CARNEGIE MELLON UNIVERSITY

15-826 - Multimedia databases and data mining

Spring 2008

Homework 2 - Due: Tuesday Mar. 18, 1:30pm, in class.

Important:

Due date: Tuesday Mar. 18, 1:30pm
For all questions please BOTH:

e-mail the TA (htong at cs) a soft-copy of all code, output and auxilary scripts tar'ed up in a SINGLE file (tar, or zip). Please exclude binaries and other redundant elements.
hand in a hard-copy of all code, output and auxilary scripts

IMPORTANT: make sure your tar/zip-file has a makefile, so that the command ‘make’ should generate the answers to all these homework questions. If you are not familiar with ‘makefile’s, please have a script ‘runme.bash’ or ‘runme.bat’, instead.

Reminders

Please turn in a typed report - handwritten material may not be graded, at the grader's discretion.
All homeworks including this one, are to be done individually.
Estimated effort for this homework:

Q1: 3 hours
Q2: 8 hours
Q3: 5 hours
Q4: 4 hours

Q1: Fractals [20pts]

Generate a 3-D dataset with N=50,000 points, so that it has the correlation integral of the Figure 1. Notice that there is more than one correct solution – we’ll accept any one of them. Then, plot the correlation integral of your dataset. You may use the fractal-dimension code from www.cs.cmu.edu/~christos/SRC/fdnq.tar (feel free to modify it); or some other package from the web, or write your own code.

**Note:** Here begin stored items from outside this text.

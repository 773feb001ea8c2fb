//! Pose-to-measurement conversion
//!
//! Runs the pose estimator over a decoded raster and turns the normalized
//! landmark coordinates into centimeter measurements:
//! 1. Pixel distances: shoulder and hip width (x axis), nose to mean ankle (y axis)
//! 2. Scale factor from the reference shoulder width, or the reference height
//!    when the shoulders are degenerate, clamped to the scale range
//! 3. Convert and clamp height, shoulder and hip width
//! 4. Chest and waist as fixed ratios of the clamped shoulder and hip widths
//! 5. Round to one decimal

use crate::domain::types::{BodyLandmark, Landmark, LandmarkSet, Measurements};
use crate::io::estimator::{EstimatorError, EstimatorOptions, PoseEstimator};
use crate::services::calibration::Calibration;
use image::RgbImage;
use std::sync::Arc;
use std::time::Duration;
use tracing::{info, warn};

#[derive(Debug, thiserror::Error)]
pub enum MeasureError {
    #[error("No pose landmarks detected in the image")]
    NoPoseDetected,

    #[error("Pose result is missing the {0} landmark")]
    MissingLandmark(BodyLandmark),

    #[error("Degenerate pose geometry: {0}")]
    DegenerateGeometry(String),

    #[error("Pose estimator failed: {0}")]
    Estimator(#[from] EstimatorError),

    #[error("Failed to decode image: {0}")]
    Decode(String),

    #[error("Processing task failed: {0}")]
    Worker(String),
}

impl MeasureError {
    /// Whether the failure is a validation error (the image could not be
    /// measured) as opposed to an unexpected processing failure.
    pub fn is_validation(&self) -> bool {
        match self {
            MeasureError::NoPoseDetected
            | MeasureError::MissingLandmark(_)
            | MeasureError::DegenerateGeometry(_)
            | MeasureError::Estimator(_) => true,
            MeasureError::Decode(_) | MeasureError::Worker(_) => false,
        }
    }
}

/// Which reference dimension produced the scale factor
#[derive(Debug, Clone, Copy, PartialEq, Eq)]
pub enum ScaleSource {
    ShoulderWidth,
    BodyHeight,
}

impl ScaleSource {
    pub fn as_str(&self) -> &'static str {
        match self {
            ScaleSource::ShoulderWidth => "shoulder_width",
            ScaleSource::BodyHeight => "body_height",
        }
    }
}

/// Measurements plus the intermediate values that produced them
#[derive(Debug, Clone, Copy, PartialEq)]
pub struct Derivation {
    pub measurements: Measurements,
    pub image_width: u32,
    pub image_height: u32,
    pub shoulder_width_px: f64,
    pub hip_width_px: f64,
    pub body_height_px: f64,
    pub scale_factor: f64,
    pub scale_source: ScaleSource,
}

impl Derivation {
    pub fn log(&self) {
        let m = &self.measurements;
        info!(
            height_cm = %m.height,
            shoulder_width_cm = %m.shoulder_width,
            chest_width_cm = %m.chest_width,
            waist_width_cm = %m.waist_width,
            confidence = %m.confidence,
            landmarks_detected = %m.landmarks_detected,
            "measurements_calculated"
        );
        info!(
            scale_factor = %format!("{:.4}", self.scale_factor),
            scale_source = %self.scale_source.as_str(),
            image_width = %self.image_width,
            image_height = %self.image_height,
            body_height_px = %format!("{:.1}", self.body_height_px),
            shoulder_width_px = %format!("{:.1}", self.shoulder_width_px),
            hip_width_px = %format!("{:.1}", self.hip_width_px),
            "measurement_derivation"
        );
    }
}

/// Round to one decimal place, nearest decimal of the exact binary value,
/// ties to even
pub(crate) fn round1(value: f64) -> f64 {
    format!("{value:.1}").parse().unwrap_or(value)
}

fn required(landmarks: &LandmarkSet, which: BodyLandmark) -> Result<Landmark, MeasureError> {
    let landmark = landmarks.get(which).copied().ok_or(MeasureError::MissingLandmark(which))?;
    if !landmark.is_finite() {
        return Err(MeasureError::DegenerateGeometry(format!(
            "{which} has non-finite coordinates ({}, {})",
            landmark.x, landmark.y
        )));
    }
    Ok(landmark)
}

/// Pixel-to-centimeter scale, clamped to the calibration's scale range
pub fn scale_factor(
    shoulder_width_px: f64,
    body_height_px: f64,
    calibration: &Calibration,
) -> (f64, ScaleSource) {
    let (raw, source) = if shoulder_width_px > 0.0 {
        (calibration.reference_shoulder_width_cm / shoulder_width_px, ScaleSource::ShoulderWidth)
    } else {
        let height_px = body_height_px.max(calibration.min_body_height_px);
        (calibration.reference_body_height_cm / height_px, ScaleSource::BodyHeight)
    };
    (calibration.scale_factor.clamp(raw), source)
}

/// Convert one skeleton into measurements. Pure arithmetic, no I/O.
pub fn derive_measurements(
    landmarks: &LandmarkSet,
    image_width: u32,
    image_height: u32,
    calibration: &Calibration,
) -> Result<Derivation, MeasureError> {
    if landmarks.is_empty() {
        return Err(MeasureError::NoPoseDetected);
    }
    if image_width == 0 || image_height == 0 {
        return Err(MeasureError::DegenerateGeometry(format!(
            "image has zero dimension ({image_width}x{image_height})"
        )));
    }

    let nose = required(landmarks, BodyLandmark::Nose)?;
    let left_shoulder = required(landmarks, BodyLandmark::LeftShoulder)?;
    let right_shoulder = required(landmarks, BodyLandmark::RightShoulder)?;
    let left_hip = required(landmarks, BodyLandmark::LeftHip)?;
    let right_hip = required(landmarks, BodyLandmark::RightHip)?;
    let left_ankle = required(landmarks, BodyLandmark::LeftAnkle)?;
    let right_ankle = required(landmarks, BodyLandmark::RightAnkle)?;

    let width = f64::from(image_width);
    let height = f64::from(image_height);

    let shoulder_width_px = (left_shoulder.x - right_shoulder.x).abs() * width;
    let hip_width_px = (left_hip.x - right_hip.x).abs() * width;
    let avg_ankle_y = (left_ankle.y + right_ankle.y) / 2.0;
    let body_height_px = (nose.y - avg_ankle_y).abs() * height;

    let (scale, scale_source) = scale_factor(shoulder_width_px, body_height_px, calibration);

    let height_cm = calibration.height_cm.clamp(body_height_px * scale);
    let shoulder_width_cm = calibration.shoulder_width_cm.clamp(shoulder_width_px * scale);
    let hip_width_cm = calibration.hip_width_cm.clamp(hip_width_px * scale);

    let chest_width_cm =
        calibration.chest_width_cm.clamp(shoulder_width_cm * calibration.chest_to_shoulder_ratio);
    let waist_width_cm =
        calibration.waist_width_cm.clamp(hip_width_cm * calibration.waist_to_hip_ratio);

    let measurements = Measurements {
        height: round1(height_cm),
        shoulder_width: round1(shoulder_width_cm),
        chest_width: round1(chest_width_cm),
        waist_width: round1(waist_width_cm),
        confidence: nose.visibility,
        landmarks_detected: landmarks.len(),
    };

    Ok(Derivation {
        measurements,
        image_width,
        image_height,
        shoulder_width_px,
        hip_width_px,
        body_height_px,
        scale_factor: scale,
        scale_source,
    })
}

/// Estimator plus calibration; shared by all requests, holds no mutable state
pub struct MeasurementConverter {
    estimator: Arc<dyn PoseEstimator>,
    options: EstimatorOptions,
    calibration: Calibration,
    timeout: Duration,
}

impl MeasurementConverter {
    pub fn new(
        estimator: Arc<dyn PoseEstimator>,
        options: EstimatorOptions,
        calibration: Calibration,
        timeout: Duration,
    ) -> Self {
        Self { estimator, options, calibration, timeout }
    }

    pub fn calibration(&self) -> &Calibration {
        &self.calibration
    }

    pub fn estimator_name(&self) -> &str {
        self.estimator.name()
    }

    /// Run the estimator over `image` and derive measurements.
    ///
    /// Only the estimator call is bounded by the timeout.
    pub async fn measure(&self, image: &RgbImage) -> Result<Derivation, MeasureError> {
        let (width, height) = image.dimensions();

        let estimate = self.estimator.estimate(image, &self.options);
        let landmarks = match tokio::time::timeout(self.timeout, estimate).await {
            Ok(result) => result?,
            Err(_) => {
                let timeout_ms = self.timeout.as_millis() as u64;
                warn!(
                    estimator = %self.estimator.name(),
                    timeout_ms = %timeout_ms,
                    "estimator_timeout"
                );
                return Err(EstimatorError::Timeout(timeout_ms).into());
            }
        };

        let landmarks = landmarks.ok_or(MeasureError::NoPoseDetected)?;
        derive_measurements(&landmarks, width, height, &self.calibration)
    }
}
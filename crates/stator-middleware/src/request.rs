//! Cancelable async requests built on the store's cancellation registry.
//!
//! The wrapper tracks a request identifier, spawns the async work on the
//! ambient tokio runtime, and on resolution checks the canceled flag before
//! forwarding the follow-up action. Cancellation is advisory: the work still
//! runs to completion, a canceled result is silently dropped. Whatever the
//! outcome, the request is marked complete exactly once, so failures never
//! leak tracked entries.

use std::future::Future;

use stator::{Action, StoreHandle, Thunk};

/// Identifier-based handle to a dispatched cancelable request.
#[derive(Debug, Clone)]
pub struct RequestHandle {
    request_id: String,
}

impl RequestHandle {
    pub fn request_id(&self) -> &str {
        &self.request_id
    }

    /// Flag the request as canceled through the store's registry. Advisory:
    /// in-flight work still completes, its result is dropped.
    pub fn cancel(&self, store: &StoreHandle) -> bool {
        store.cancel_request(&self.request_id)
    }
}

/// Wrap async work as a dispatchable thunk tracked under `request_id`.
///
/// On success the work may hand back a follow-up action, dispatched only if
/// the request was not canceled while in flight. Must be dispatched from
/// within a tokio runtime.
///
/// If the store is already gone when the thunk runs, the work is executed
/// untracked (degraded mode) and a diagnostic is logged.
pub fn cancelable_request<F, Fut>(request_id: impl Into<String>, work: F) -> (Thunk, RequestHandle)
where
    F: FnOnce(StoreHandle) -> Fut + Send + 'static,
    Fut: Future<Output = anyhow::Result<Option<Action>>> + Send + 'static,
{
    let request_id = request_id.into();
    let handle = RequestHandle {
        request_id: request_id.clone(),
    };

    let thunk: Thunk = Box::new(move |store: StoreHandle| {
        let tracked = store.track_request(request_id.clone());
        if !tracked {
            log::warn!("no cancellation tracking for `{request_id}`, running untracked");
        }

        let fut = work(store.clone());
        tokio::spawn(async move {
            let outcome = fut.await;

            // Read the flag before completing, then complete exactly once.
            let canceled = store
                .request_state(&request_id)
                .map(|s| s.is_canceled)
                .unwrap_or(false);
            if tracked {
                store.complete_request(&request_id);
            }

            match outcome {
                Ok(follow_up) => {
                    if canceled {
                        log::debug!("request `{request_id}` canceled, dropping its result");
                    } else if let Some(action) = follow_up {
                        store.dispatch(action);
                    }
                }
                Err(err) => {
                    log::error!("request `{request_id}` failed: {err:#}");
                }
            }
        });
    });

    (thunk, handle)
}

#[cfg(test)]
mod tests {
    use super::*;
    use std::sync::Arc;
    use std::time::Duration;
    use stator::{slice_reducer, ManualScheduler, Scheduler, State, Store};
    use tokio::sync::oneshot;

    fn result_store() -> (Store, Arc<ManualScheduler>) {
        let scheduler = Arc::new(ManualScheduler::new());
        let store = Store::with_scheduler(
            State::new().with_slice("results", 0_i64),
            Arc::clone(&scheduler) as Arc<dyn Scheduler>,
        );
        store.register_reducer(
            "results",
            slice_reducer(|n: &i64, action: &Action| (action.kind == "RESULT").then(|| n + 1)),
        );
        (store, scheduler)
    }

    async fn wait_until_inactive(store: &Store, id: &str) {
        for _ in 0..200 {
            match store.request_state(id) {
                Some(state) if state.is_active => {
                    tokio::time::sleep(Duration::from_millis(2)).await;
                }
                _ => return,
            }
        }
        panic!("request `{id}` never completed");
    }

    #[tokio::test(flavor = "multi_thread")]
    async fn success_forwards_the_follow_up_action() {
        let (store, scheduler) = result_store();

        let (thunk, _handle) = cancelable_request("load", |_store| async {
            Ok(Some(Action::new("RESULT")))
        });
        store.dispatch(thunk);

        wait_until_inactive(&store, "load").await;
        // The follow-up dispatch happens just after completion; poll for it.
        for _ in 0..200 {
            scheduler.run_pending();
            if store.get_state().slice::<i64>("results") == Ok(&1) {
                return;
            }
            tokio::time::sleep(Duration::from_millis(2)).await;
        }
        panic!("follow-up action never applied");
    }

    #[tokio::test(flavor = "multi_thread")]
    async fn cancel_race_drops_the_result() {
        let (store, scheduler) = result_store();
        let (release_tx, release_rx) = oneshot::channel::<()>();

        let (thunk, handle) = cancelable_request("load", move |_store| async move {
            let _ = release_rx.await;
            Ok(Some(Action::new("RESULT")))
        });
        store.dispatch(thunk);

        // Cancel while the work is still suspended, then let it finish.
        assert!(handle.cancel(&store.handle()));
        release_tx.send(()).unwrap();

        wait_until_inactive(&store, "load").await;
        // Post-resolution, within the grace window: canceled and inactive.
        let state = store.request_state("load").expect("grace window");
        assert!(state.is_canceled);
        assert!(!state.is_active);

        // Give the spawned task time to (not) forward its result.
        tokio::time::sleep(Duration::from_millis(20)).await;
        scheduler.run_pending();
        assert_eq!(store.get_state().slice::<i64>("results"), Ok(&0));
    }

    #[tokio::test(flavor = "multi_thread")]
    async fn failure_still_completes_the_request() {
        let (store, _scheduler) = result_store();

        let (thunk, _handle) =
            cancelable_request("load", |_store| async { Err(anyhow::anyhow!("boom")) });
        store.dispatch(thunk);

        wait_until_inactive(&store, "load").await;
        let state = store.request_state("load").expect("grace window");
        assert!(!state.is_active);
    }

    #[tokio::test(flavor = "multi_thread")]
    async fn dead_store_runs_untracked() {
        let dead = {
            let (store, _scheduler) = result_store();
            store.handle()
        };

        let (ran_tx, ran_rx) = oneshot::channel::<()>();
        let (thunk, _handle) = cancelable_request("load", move |_store| async move {
            let _ = ran_tx.send(());
            Ok(Some(Action::new("RESULT")))
        });
        // Degraded mode: work still runs, results go nowhere, no panic.
        thunk(dead);
        ran_rx.await.unwrap();
    }
}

Figure 1: Expected Correlation Integral

What to hand in:

(1) [3 pts] Briefly describe the mechanism used to generate your dataset.

(2) [2 pts] The scatter-plot of the dataset you generate (In matlab, you can use plot3 to plot a 3-d dataset; in gnuplot, you can use splot; in R, you can use cloud)

(3) [10 pts] The fractal dimensions as well as the corresponding range. (It is fine to have small deviations from the specified numbers)

(4) [5 pts] The hard copy of your code that calculates such fractal dimensions. If you use the provided ‘fdnq’ package, highlight your changes, if any.

Q2: Fat Fractals [40 pts]

We want to generate 'fat fractals', as shown in Figures 2 below: We start with a square of side 1; each side is divided into n equal pieces (n=7 in the Figure), and each side gives 'birth' to an 'island' of side 1/n, above the m-th piece (m=3 there), at distance d * side length (side length=1 for iteration 1). Notice that, at the second iteration, every 1/n piece also gives birth to a little island.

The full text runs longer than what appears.